Hanno chiesto condanne pesantissime i pm del pool per i reati ambientali della procura di Taranto, al termine della requisitoria che ha dato il via alla fase finale del processo «Ambiente Svenduto», sul presunto disastro ambientale prodotto dallo stabilimento siderurgico Ilva, sotto la gestione del gruppo Riva. Il processo deriva dall’inchiesta che nel luglio del 2012 portò al sequestro degli impianti dell’area a caldo e ad una serie di arresti eccellenti. In oltre quattro anni di udienze, hanno sfilato di fronte alla Corte d’Assise di Taranto decine di imputati e centinaia di testimoni (in tutto 47 gli imputati tra persone fisiche e società), per quello che può essere considerato il più grande processo ambientale nella storia giudiziaria italiana.
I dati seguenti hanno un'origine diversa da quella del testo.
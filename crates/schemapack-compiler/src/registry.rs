//! Registry of user-defined leaf types

use indexmap::IndexMap;
use schemapack::{BufferBuilder, BufferReader, Result, Value};
use std::fmt;
use std::sync::Arc;

/// A leaf type with hand-written read, write, and size procedures
///
/// `size` must return exactly the number of bytes `write` appends for the
/// same value. Codecs check this after every encode.
pub trait CustomType: Send + Sync {
    /// Decode one value
    fn read(&self, reader: &mut BufferReader<'_>) -> Result<Value>;

    /// Encode one value
    fn write(&self, value: &Value, builder: &mut BufferBuilder) -> Result<()>;

    /// Bytes `write` will produce for `value`
    fn size(&self, value: &Value) -> Result<usize>;
}

/// Custom type assembled from three closures
struct FnCustomType<R, W, S> {
    read: R,
    write: W,
    size: S,
}

impl<R, W, S> CustomType for FnCustomType<R, W, S>
where
    R: Fn(&mut BufferReader<'_>) -> Result<Value> + Send + Sync,
    W: Fn(&Value, &mut BufferBuilder) -> Result<()> + Send + Sync,
    S: Fn(&Value) -> Result<usize> + Send + Sync,
{
    fn read(&self, reader: &mut BufferReader<'_>) -> Result<Value> {
        (self.read)(reader)
    }

    fn write(&self, value: &Value, builder: &mut BufferBuilder) -> Result<()> {
        (self.write)(value, builder)
    }

    fn size(&self, value: &Value) -> Result<usize> {
        (self.size)(value)
    }
}

/// Named custom types available to a schema
///
/// A type token in a schema is looked up here before the built-in primitive
/// names, so registering `"string"` replaces the built-in string encoding.
/// Compiled codecs keep their own handles; registering more types afterwards
/// does not affect them.
#[derive(Clone, Default)]
pub struct CustomTypes {
    entries: IndexMap<String, Arc<dyn CustomType>>,
}

impl CustomTypes {
    /// Create an empty registry
    pub fn new() -> Self {
        Self::default()
    }

    /// Register a type, replacing any previous entry with the same name
    pub fn register<T>(&mut self, name: impl Into<String>, custom: T) -> &mut Self
    where
        T: CustomType + 'static,
    {
        self.entries.insert(name.into(), Arc::new(custom));
        self
    }

    /// Register a type from read, write, and size closures
    pub fn register_fn<R, W, S>(
        &mut self,
        name: impl Into<String>,
        read: R,
        write: W,
        size: S,
    ) -> &mut Self
    where
        R: Fn(&mut BufferReader<'_>) -> Result<Value> + Send + Sync + 'static,
        W: Fn(&Value, &mut BufferBuilder) -> Result<()> + Send + Sync + 'static,
        S: Fn(&Value) -> Result<usize> + Send + Sync + 'static,
    {
        self.register(name, FnCustomType { read, write, size })
    }

    pub(crate) fn insert_shared(&mut self, name: &str, custom: Arc<dyn CustomType>) {
        self.entries.insert(name.to_string(), custom);
    }

    /// Look up a type by name
    pub fn get(&self, name: &str) -> Option<&Arc<dyn CustomType>> {
        self.entries.get(name)
    }

    /// Whether a type is registered under `name`
    pub fn contains(&self, name: &str) -> bool {
        self.entries.contains_key(name)
    }

    /// Number of registered types
    pub fn len(&self) -> usize {
        self.entries.len()
    }

    /// Whether the registry is empty
    pub fn is_empty(&self) -> bool {
        self.entries.is_empty()
    }

    /// Registered names in registration order
    pub fn names(&self) -> impl Iterator<Item = &str> {
        self.entries.keys().map(String::as_str)
    }
}

impl fmt::Debug for CustomTypes {
    fn fmt(&self, f: &mut fmt::Formatter<'_>) -> fmt::Result {
        f.debug_set().entries(self.names()).finish()
    }
}
//! Compiled codecs

use crate::ast::SchemaNode;
use crate::codegen::Procedures;
use crate::ir::{IrNode, IrUtils};
use crate::registry::CustomTypes;
use schemapack::{BufferBuilder, BufferReader, Error, Result, Value};
use std::fmt;

/// Encoder and decoder for one schema
///
/// Built by [`compile`](crate::compile). A codec is immutable and holds no
/// per-call state, so one instance can serve any number of threads.
pub struct Codec {
    schema: SchemaNode,
    procedures: Procedures,
    custom_types: CustomTypes,
    fixed_size: Option<usize>,
}

impl Codec {
    pub(crate) fn new(
        schema: SchemaNode,
        ir: &IrNode,
        procedures: Procedures,
        registry: &CustomTypes,
    ) -> Self {
        // Keep only the handles this schema uses
        let mut custom_types = CustomTypes::new();
        for name in IrUtils::custom_dependencies(ir) {
            if let Some(handler) = registry.get(name) {
                custom_types.insert_shared(name, handler.clone());
            }
        }

        Self {
            schema,
            procedures,
            custom_types,
            fixed_size: ir.fixed_size(),
        }
    }

    /// Number of bytes `encode` will produce for `value`
    ///
    /// Only the parts of `value` that decide the length are checked: object
    /// and array shapes, string contents, optional presence, and union tags.
    /// A wrongly typed leaf still gets a size here and fails in `encode`.
    pub fn size(&self, value: &Value) -> Result<usize> {
        (self.procedures.size)(value)
    }

    /// Encode a value into a buffer of exactly the computed size
    pub fn encode(&self, value: &Value) -> Result<Vec<u8>> {
        let size = self.size(value)?;
        let mut builder = BufferBuilder::exact(size);
        (self.procedures.encode)(&mut builder, value)?;

        let actual = builder.position();
        if actual != size {
            tracing::warn!(expected = size, actual, "encoded size disagrees with size pass");
            return Err(Error::SizeMismatch {
                expected: size,
                actual,
            });
        }

        tracing::trace!(bytes = size, "encoded value");
        Ok(builder.finish())
    }

    /// Append a value to an existing builder
    pub fn encode_into(&self, builder: &mut BufferBuilder, value: &Value) -> Result<()> {
        (self.procedures.encode)(builder, value)
    }

    /// Decode a buffer holding exactly one value
    pub fn decode(&self, data: &[u8]) -> Result<Value> {
        let mut reader = BufferReader::new(data);
        let value = (self.procedures.decode)(&mut reader)?;
        reader.assert_fully_consumed()?;
        tracing::trace!(bytes = data.len(), "decoded value");
        Ok(value)
    }

    /// Decode one value at the reader's position, leaving the rest unread
    pub fn decode_from(&self, reader: &mut BufferReader<'_>) -> Result<Value> {
        (self.procedures.decode)(reader)
    }

    /// Schema this codec was compiled from
    pub fn schema(&self) -> &SchemaNode {
        &self.schema
    }

    /// Custom types captured at compile time
    pub fn custom_types(&self) -> &CustomTypes {
        &self.custom_types
    }

    /// Encoded size shared by every value, when the schema has one
    pub fn fixed_size(&self) -> Option<usize> {
        self.fixed_size
    }
}

impl fmt::Debug for Codec {
    fn fmt(&self, f: &mut fmt::Formatter<'_>) -> fmt::Result {
        f.debug_struct("Codec")
            .field("schema", &self.schema.kind())
            .field("custom_types", &self.custom_types)
            .field("fixed_size", &self.fixed_size)
            .finish()
    }
}
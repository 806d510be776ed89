//! Schema model: the tree of nodes describing a message shape

use schemapack::PrimitiveType;
use std::fmt;

/// One node of a schema
#[derive(Debug, Clone, PartialEq)]
pub enum SchemaNode {
    /// Built-in scalar leaf
    Primitive(PrimitiveType),
    /// Leaf delegated to a registered custom type
    Custom(String),
    /// String labels stored as a one-byte ordinal
    Enum(Vec<EnumVariant>),
    /// Numeric labels stored as a one-byte ordinal
    NumberEnum(Vec<NumberEnumVariant>),
    /// Up to seven named flags packed into one byte
    Bitmask(Vec<BitmaskFlag>),
    /// Presence byte followed by the inner value when present
    Optional(Box<SchemaNode>),
    /// Length-prefixed sequence
    Array {
        /// Element schema
        element: Box<SchemaNode>,
        /// Width of the length prefix
        length: LengthPrefix,
    },
    /// Tagged union: one-byte variant index followed by the variant's fields
    TypeLookup(Vec<LookupVariant>),
    /// Record whose declaration order is its wire order
    Object(Vec<Field>),
}

/// A named field of an object or union variant
#[derive(Debug, Clone, PartialEq)]
pub struct Field {
    pub name: String,
    pub node: SchemaNode,
}

/// A label of a string enum
#[derive(Debug, Clone, PartialEq)]
pub struct EnumVariant {
    pub name: String,
    pub value: i64,
}

/// A label of a numeric enum
#[derive(Debug, Clone, PartialEq)]
pub struct NumberEnumVariant {
    pub label: i32,
    pub value: i64,
}

/// A named bit of a bitmask
#[derive(Debug, Clone, PartialEq)]
pub struct BitmaskFlag {
    pub name: String,
    pub position: i64,
}

/// One arm of a tagged union
#[derive(Debug, Clone, PartialEq)]
pub struct LookupVariant {
    pub tag: String,
    pub fields: Vec<Field>,
}

/// Width of an array length prefix
#[derive(Debug, Clone, Copy, PartialEq, Eq)]
pub enum LengthPrefix {
    U8,
    U16,
}

impl LengthPrefix {
    /// Bytes taken by the prefix
    pub fn width(self) -> usize {
        match self {
            LengthPrefix::U8 => 1,
            LengthPrefix::U16 => 2,
        }
    }

    /// Longest array the prefix can describe
    pub fn max_len(self) -> usize {
        match self {
            LengthPrefix::U8 => u8::MAX as usize,
            LengthPrefix::U16 => u16::MAX as usize,
        }
    }

    /// Flag name used in schema documents
    pub fn flag(self) -> &'static str {
        match self {
            LengthPrefix::U8 => "array-uint8",
            LengthPrefix::U16 => "array-uint16",
        }
    }
}

impl SchemaNode {
    /// Built-in scalar leaf
    pub fn primitive(ty: PrimitiveType) -> Self {
        SchemaNode::Primitive(ty)
    }

    /// Reference to a registered custom type
    pub fn custom(name: impl Into<String>) -> Self {
        SchemaNode::Custom(name.into())
    }

    /// Resolve a type token: built-in names become primitives, anything else
    /// refers to a custom type
    pub fn named(token: &str) -> Self {
        match PrimitiveType::from_name(token) {
            Some(ty) => SchemaNode::Primitive(ty),
            None => SchemaNode::Custom(token.to_string()),
        }
    }

    /// Record with fields in the given order
    pub fn object<K, I>(fields: I) -> Self
    where
        K: Into<String>,
        I: IntoIterator<Item = (K, SchemaNode)>,
    {
        SchemaNode::Object(
            fields
                .into_iter()
                .map(|(name, node)| Field::new(name, node))
                .collect(),
        )
    }

    /// String enum from `(label, ordinal)` pairs
    pub fn enumeration<K, I>(variants: I) -> Self
    where
        K: Into<String>,
        I: IntoIterator<Item = (K, i64)>,
    {
        SchemaNode::Enum(
            variants
                .into_iter()
                .map(|(name, value)| EnumVariant {
                    name: name.into(),
                    value,
                })
                .collect(),
        )
    }

    /// Numeric enum from `(label, ordinal)` pairs
    pub fn number_enum<I>(variants: I) -> Self
    where
        I: IntoIterator<Item = (i32, i64)>,
    {
        SchemaNode::NumberEnum(
            variants
                .into_iter()
                .map(|(label, value)| NumberEnumVariant { label, value })
                .collect(),
        )
    }

    /// Bitmask from `(flag, bit position)` pairs
    pub fn bitmask<K, I>(flags: I) -> Self
    where
        K: Into<String>,
        I: IntoIterator<Item = (K, i64)>,
    {
        SchemaNode::Bitmask(
            flags
                .into_iter()
                .map(|(name, position)| BitmaskFlag {
                    name: name.into(),
                    position,
                })
                .collect(),
        )
    }

    /// Optional wrapper
    pub fn optional(inner: SchemaNode) -> Self {
        SchemaNode::Optional(Box::new(inner))
    }

    /// Array with a one-byte length prefix
    pub fn array_u8(element: SchemaNode) -> Self {
        SchemaNode::Array {
            element: Box::new(element),
            length: LengthPrefix::U8,
        }
    }

    /// Array with a two-byte length prefix
    pub fn array_u16(element: SchemaNode) -> Self {
        SchemaNode::Array {
            element: Box::new(element),
            length: LengthPrefix::U16,
        }
    }

    /// Tagged union; variant indices follow the given order
    pub fn type_lookup<I>(variants: I) -> Self
    where
        I: IntoIterator<Item = LookupVariant>,
    {
        SchemaNode::TypeLookup(variants.into_iter().collect())
    }

    /// Short name of the node kind
    pub fn kind(&self) -> &'static str {
        match self {
            SchemaNode::Primitive(ty) => ty.name(),
            SchemaNode::Custom(_) => "custom",
            SchemaNode::Enum(_) => "enum",
            SchemaNode::NumberEnum(_) => "number-enum",
            SchemaNode::Bitmask(_) => "bitmask",
            SchemaNode::Optional(_) => "optional",
            SchemaNode::Array { length, .. } => length.flag(),
            SchemaNode::TypeLookup(_) => "type-lookup",
            SchemaNode::Object(_) => "object",
        }
    }

    fn fmt_tree(&self, f: &mut fmt::Formatter<'_>, depth: usize) -> fmt::Result {
        let pad = "  ".repeat(depth);
        match self {
            SchemaNode::Primitive(ty) => writeln!(f, "{}", ty),
            SchemaNode::Custom(name) => writeln!(f, "custom({})", name),
            SchemaNode::Enum(variants) => {
                let labels: Vec<_> = variants
                    .iter()
                    .map(|v| format!("{}={}", v.name, v.value))
                    .collect();
                writeln!(f, "enum {{{}}}", labels.join(", "))
            }
            SchemaNode::NumberEnum(variants) => {
                let labels: Vec<_> = variants
                    .iter()
                    .map(|v| format!("{}={}", v.label, v.value))
                    .collect();
                writeln!(f, "number-enum {{{}}}", labels.join(", "))
            }
            SchemaNode::Bitmask(flags) => {
                let labels: Vec<_> = flags
                    .iter()
                    .map(|flag| format!("{}@{}", flag.name, flag.position))
                    .collect();
                writeln!(f, "bitmask {{{}}}", labels.join(", "))
            }
            SchemaNode::Optional(inner) => {
                write!(f, "optional ")?;
                inner.fmt_tree(f, depth)
            }
            SchemaNode::Array { element, length } => {
                write!(f, "{} of ", length.flag())?;
                element.fmt_tree(f, depth)
            }
            SchemaNode::TypeLookup(variants) => {
                writeln!(f, "type-lookup")?;
                for (index, variant) in variants.iter().enumerate() {
                    writeln!(f, "{}  [{}] {}", pad, index, variant.tag)?;
                    fmt_fields(f, &variant.fields, depth + 2)?;
                }
                Ok(())
            }
            SchemaNode::Object(fields) => {
                writeln!(f, "object")?;
                fmt_fields(f, fields, depth + 1)
            }
        }
    }
}

fn fmt_fields(f: &mut fmt::Formatter<'_>, fields: &[Field], depth: usize) -> fmt::Result {
    let pad = "  ".repeat(depth);
    for field in fields {
        write!(f, "{}{}: ", pad, field.name)?;
        field.node.fmt_tree(f, depth)?;
    }
    Ok(())
}

/// Indented tree, one node per line
impl fmt::Display for SchemaNode {
    fn fmt(&self, f: &mut fmt::Formatter<'_>) -> fmt::Result {
        self.fmt_tree(f, 0)
    }
}

impl From<PrimitiveType> for SchemaNode {
    fn from(ty: PrimitiveType) -> Self {
        SchemaNode::Primitive(ty)
    }
}

impl Field {
    /// Create a new field
    pub fn new(name: impl Into<String>, node: SchemaNode) -> Self {
        Self {
            name: name.into(),
            node,
        }
    }
}

impl LookupVariant {
    /// Create a union arm from its fields, excluding the discriminant
    pub fn new<T, K, I>(tag: T, fields: I) -> Self
    where
        T: Into<String>,
        K: Into<String>,
        I: IntoIterator<Item = (K, SchemaNode)>,
    {
        Self {
            tag: tag.into(),
            fields: fields
                .into_iter()
                .map(|(name, node)| Field::new(name, node))
                .collect(),
        }
    }
}
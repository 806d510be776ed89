//! Basic usage example for the SchemaPack buffer runtime

use schemapack::{BufferBuilder, BufferReader};

fn main() -> Result<(), Box<dyn std::error::Error>> {
    println!("SchemaPack Buffer Example");
    println!("=========================");

    // Size is known up front, so use the exact-size fast path
    let name = "Hello, SchemaPack!";
    let size = 4 + 8 + 1 + BufferBuilder::string_size(name) + 1;
    let mut builder = BufferBuilder::exact(size);

    builder.write_u32(12345);
    builder.write_f64(3.14159);
    builder.write_bool(true);
    builder.write_string(name)?;
    builder.write_bits(&[true, false, true, false])?;

    let data = builder.finish();
    println!("✅ Serialized: {} bytes (expected {})", data.len(), size);
    println!("   Bytes: {:?}", &data[..data.len().min(16)]);

    let mut reader = BufferReader::new(&data);
    println!("\n📖 Reading back:");
    println!("   ID: {}", reader.read_u32()?);
    println!("   PI: {:.5}", reader.read_f64()?);
    println!("   Flag: {}", reader.read_bool()?);
    println!("   Name: {}", reader.read_string()?);
    println!("   Bits: {:?}", reader.read_bits()?);
    reader.assert_fully_consumed()?;

    println!("\n🎉 Buffer fully consumed");
    Ok(())
}
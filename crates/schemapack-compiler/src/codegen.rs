//! Procedure generation for SchemaPack schemas
//!
//! Each IR node becomes three closures: one computing the encoded size of a
//! value, one writing it, and one reading it back. Composite nodes capture
//! the closures of their children, so the whole schema compiles to three
//! closure trees built from the same walk. Field order, label tables, and
//! variant indices are captured once here and shared by nothing else, which
//! keeps the three procedures in lockstep.

use crate::ast::LengthPrefix;
use crate::ir::*;
use schemapack::{BufferBuilder, BufferReader, Error, Map, PrimitiveType, Result, Value};
use std::collections::HashMap;
use std::fmt;
use std::sync::Arc;

/// Computes the encoded size of a value
pub type SizeFn = Box<dyn Fn(&Value) -> Result<usize> + Send + Sync>;

/// Appends the encoding of a value
pub type EncodeFn = Box<dyn Fn(&mut BufferBuilder, &Value) -> Result<()> + Send + Sync>;

/// Reads one value
pub type DecodeFn = Box<dyn Fn(&mut BufferReader<'_>) -> Result<Value> + Send + Sync>;

/// The three generated procedures for one schema
pub struct Procedures {
    pub size: SizeFn,
    pub encode: EncodeFn,
    pub decode: DecodeFn,
}

impl fmt::Debug for Procedures {
    fn fmt(&self, f: &mut fmt::Formatter<'_>) -> fmt::Result {
        f.debug_struct("Procedures").finish_non_exhaustive()
    }
}

/// Generate size, encode, and decode procedures from IR
pub fn generate(ir: &IrNode) -> Procedures {
    Procedures {
        size: size_procedure(ir),
        encode: encode_procedure(ir),
        decode: decode_procedure(ir),
    }
}

fn sizer<F>(f: F) -> SizeFn
where
    F: Fn(&Value) -> Result<usize> + Send + Sync + 'static,
{
    Box::new(f)
}

fn encoder<F>(f: F) -> EncodeFn
where
    F: Fn(&mut BufferBuilder, &Value) -> Result<()> + Send + Sync + 'static,
{
    Box::new(f)
}

fn decoder<F>(f: F) -> DecodeFn
where
    F: Fn(&mut BufferReader<'_>) -> Result<Value> + Send + Sync + 'static,
{
    Box::new(f)
}

static NULL: Value = Value::Null;

/// A missing field reads as `Null`
fn field<'v>(map: &'v Map, name: &str) -> &'v Value {
    map.get(name).unwrap_or(&NULL)
}

fn mismatch(expected: impl fmt::Display, value: &Value) -> Error {
    Error::InvalidValue(format!("expected {}, found {}", expected, value.kind()))
}

/// Prefix shape errors with the field they occurred in
fn in_field(name: &str, err: Error) -> Error {
    match err {
        Error::InvalidValue(message) => Error::InvalidValue(format!("{}: {}", name, message)),
        other => other,
    }
}

fn expect_object<'v>(value: &'v Value, expected: &str) -> Result<&'v Map> {
    value.as_object().ok_or_else(|| mismatch(expected, value))
}

/// Integer value of any integer variant, or of a float with no fractional part
fn integral(value: &Value) -> Option<i64> {
    value.as_i64().or_else(|| {
        value
            .as_f64()
            .filter(|f| f.fract() == 0.0)
            .map(|f| f as i64)
    })
}

fn integer<T: TryFrom<i64>>(value: &Value, ty: PrimitiveType) -> Result<T> {
    let n = integral(value).ok_or_else(|| mismatch(ty, value))?;
    T::try_from(n).map_err(|_| Error::InvalidValue(format!("{} is out of range for {}", n, ty)))
}

fn float(value: &Value, ty: PrimitiveType) -> Result<f64> {
    value.as_f64().ok_or_else(|| mismatch(ty, value))
}

fn array_items(value: &Value, length: LengthPrefix) -> Result<&[Value]> {
    let items = value.as_array().ok_or_else(|| mismatch(length.flag(), value))?;
    if items.len() > length.max_len() {
        return Err(Error::InvalidValue(format!(
            "{} elements do not fit a {} length prefix (max {})",
            items.len(),
            length.flag(),
            length.max_len()
        )));
    }
    Ok(items)
}

/// Resolve the active union variant from the discriminant key
fn select_variant<'v>(
    value: &'v Value,
    discriminant: &str,
    indices: &HashMap<String, u8>,
) -> Result<(u8, &'v Map)> {
    let map = expect_object(value, "type-lookup object")?;
    let tag = match map.get(discriminant) {
        Some(Value::String(tag)) => tag,
        Some(other) => {
            return Err(Error::InvalidValue(format!(
                "discriminant '{}' must be a string, found {}",
                discriminant,
                other.kind()
            )))
        }
        None => {
            return Err(Error::InvalidValue(format!(
                "missing discriminant '{}'",
                discriminant
            )))
        }
    };
    let index = indices
        .get(tag.as_str())
        .ok_or_else(|| Error::TypeNotFound(format!("type-lookup tag '{}'", tag)))?;
    Ok((*index, map))
}
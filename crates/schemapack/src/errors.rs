//! Error types for SchemaPack buffers and codecs

use std::string::String;

/// Result type for SchemaPack operations
pub type Result<T> = core::result::Result<T, Error>;

/// Errors that can occur while encoding or decoding a buffer
#[derive(Debug, Clone, PartialEq, Eq)]
pub enum Error {
    /// A fixed-width read ran past the end of the buffer
    OutOfBounds {
        /// Bytes the read required
        needed: usize,
        /// Bytes left in the buffer
        available: usize,
    },
    /// Decoding finished before the end of the buffer
    TrailingBytes {
        /// Reader position when decoding finished
        position: usize,
        /// Total buffer length
        len: usize,
    },
    /// The bytes do not follow the expected layout
    InvalidFormat(String),
    /// A string contained an unpaired UTF-16 surrogate
    InvalidUtf16,
    /// Unknown enum label, enum ordinal, or union tag
    TypeNotFound(String),
    /// The value does not have the shape the schema expects
    InvalidValue(String),
    /// The encoder wrote a different number of bytes than the size pass computed
    SizeMismatch {
        /// Size computed before encoding
        expected: usize,
        /// Bytes actually written
        actual: usize,
    },
    /// Custom error message
    Custom(String),
}

impl Error {
    /// Whether this error means the buffer does not match the schema
    pub fn is_format_error(&self) -> bool {
        matches!(
            self,
            Error::OutOfBounds { .. }
                | Error::TrailingBytes { .. }
                | Error::InvalidFormat(_)
                | Error::InvalidUtf16
        )
    }

    /// Whether this error is an unknown enum or union discriminant
    pub fn is_type_not_found(&self) -> bool {
        matches!(self, Error::TypeNotFound(_))
    }
}

impl core::fmt::Display for Error {
    fn fmt(&self, f: &mut core::fmt::Formatter<'_>) -> core::fmt::Result {
        match self {
            Error::OutOfBounds { needed, available } => write!(
                f,
                "Buffer out of bounds: need {} bytes, have {}",
                needed, available
            ),
            Error::TrailingBytes { position, len } => write!(
                f,
                "Bad input size: decoding stopped at byte {} of {}",
                position, len
            ),
            Error::InvalidFormat(msg) => write!(f, "Invalid data format: {}", msg),
            Error::InvalidUtf16 => write!(f, "Invalid UTF-16 string"),
            Error::TypeNotFound(what) => write!(f, "Type not found: {}", what),
            Error::InvalidValue(msg) => write!(f, "Invalid value: {}", msg),
            Error::SizeMismatch { expected, actual } => write!(
                f,
                "Size mismatch: computed {} bytes, encoded {}",
                expected, actual
            ),
            Error::Custom(msg) => write!(f, "{}", msg),
        }
    }
}

impl std::error::Error for Error {}

impl From<std::string::FromUtf16Error> for Error {
    fn from(_: std::string::FromUtf16Error) -> Self {
        Error::InvalidUtf16
    }
}

#[cfg(test)]
mod tests {
    use super::*;

    #[test]
    fn test_error_classes() {
        assert!(Error::OutOfBounds { needed: 2, available: 1 }.is_format_error());
        assert!(Error::TrailingBytes { position: 1, len: 2 }.is_format_error());
        assert!(!Error::TypeNotFound("7".into()).is_format_error());
        assert!(Error::TypeNotFound("7".into()).is_type_not_found());
    }

    #[test]
    fn test_display() {
        let err = Error::TrailingBytes { position: 3, len: 5 };
        assert_eq!(err.to_string(), "Bad input size: decoding stopped at byte 3 of 5");
    }
}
I pm ieri hanno chiesto 28 anni di reclusione per Fabio Riva e 25 anni per Nicola Riva, che insieme al padre Emilio (defunto nel 2014) hanno guidato il gruppo ex Ilva dal 1995 al 2013. Altri 28 anni sono stati chiesti per Luigi Capogrosso, ex direttore della fabbrica e per l’ex addetto alle relazioni esterne Girolamo Archinà, accusato di essere il grande deus ex machina dei rapporti tra azienda e politica.
Chiesti 20 anni per il dirigente Adolfo Buffo e per cinque imputati (Lafranco Legnani, Alfredo Ceriani, Giovanni Rebaioli, Agostino Pastorino e Enrico Bessone) definiti i ‘fiduciari‘, non alle dipendenze dirette dell’azienda che però in fabbrica costituivano un ‘governo-ombra‘ che prendeva ordini dalla famiglia Riva. Altri 17 anni per l’ex presidente di Ilva ed ex prefetto di Milano Bruno Ferrante e vari ex capi area dello stabilimento, e per l’ex consulente della procura Lorenzo Liberti accusato di aver falsificato i dati sulle emissioni dello stabilimento.
Quanto alle tre società imputate, i pm hanno chiesto sanzione pecuniaria e interdizione di un anno per Ilva spa, commissariamento giudiziale di un anno per Riva FIRE ed interdizione dell’attività di un anno per Riva Forni Elettrici. Richiesta inoltre la confisca degli impianti dell’area a caldo che furono sottoposti a sequestro.

Ma l’inchiesta del gip Todisco toccò all’epoca anche i rapporti tra i Riva e la politica locale. Cinque anni di reclusione sono stati chiesti per l’ex presidente della Regione Puglia Nichi Vendola, accusato di concussione aggravata in concorso, in quanto, secondo l’accusa, avrebbe esercitato pressioni sull’allora direttore generale di ARPA Puglia, Giorgio Assennato (per quest’ultimo e l’ex direttore scientifico Blonda chiesti 8 mesi), per ammorbidire la posizione dell’agenzia nei confronti dell’Ilva. Chiesti 8 mesi per Nicola Fratoianni, deputato, segretario di Sinistra italiana, ex assessore regionale pugliese. Nichi Vendola si è dichiarato sereno: «Ho sempre operato nel rispetto della legge. La giustizia non può essere nemica della verità». Sono invece quattro gli anni di reclusione chiesti per l’ex presidente della Provincia Gianni Florido, che risponde di una tentata concussione e di una concussione consumata, reati che avrebbe commesso in concorso con l’ex assessore provinciale all’ambiente Michele Conserva (anche per lui chiesti 4 anni) e con l’ex pr dell’Ilva Archinà. Per l’accusa avrebbero indotto un’ex dirigente provinciale a sottoscrivere una determina di autorizzazione all’esercizio di una discarica per rifiuti speciali pur non ricorrendone le condizioni di legge. I pm hanno chiesto per 9 imputati il non doversi procedere per avvenuta prescrizione del reato, tra cui per l’ex sindaco di Taranto Ippazio Stefàno, a cui era contestato l’abuso d’ufficio in quanto, secondo l’accusa, pur essendo a conoscenza delle criticità ambientali e sanitarie causate dall’Ilva, non avrebbe adottato provvedimenti per tutelare la popolazione.

Dopo la requisitoria dei pubblici ministeri, il calendario del processo andrà avanti con la requisitoria degli avvocati delle oltre 900 parti civili ed infine con le arringhe dei legali difensori degli imputati. La sentenza di primo grado è attesa prima dell’estate.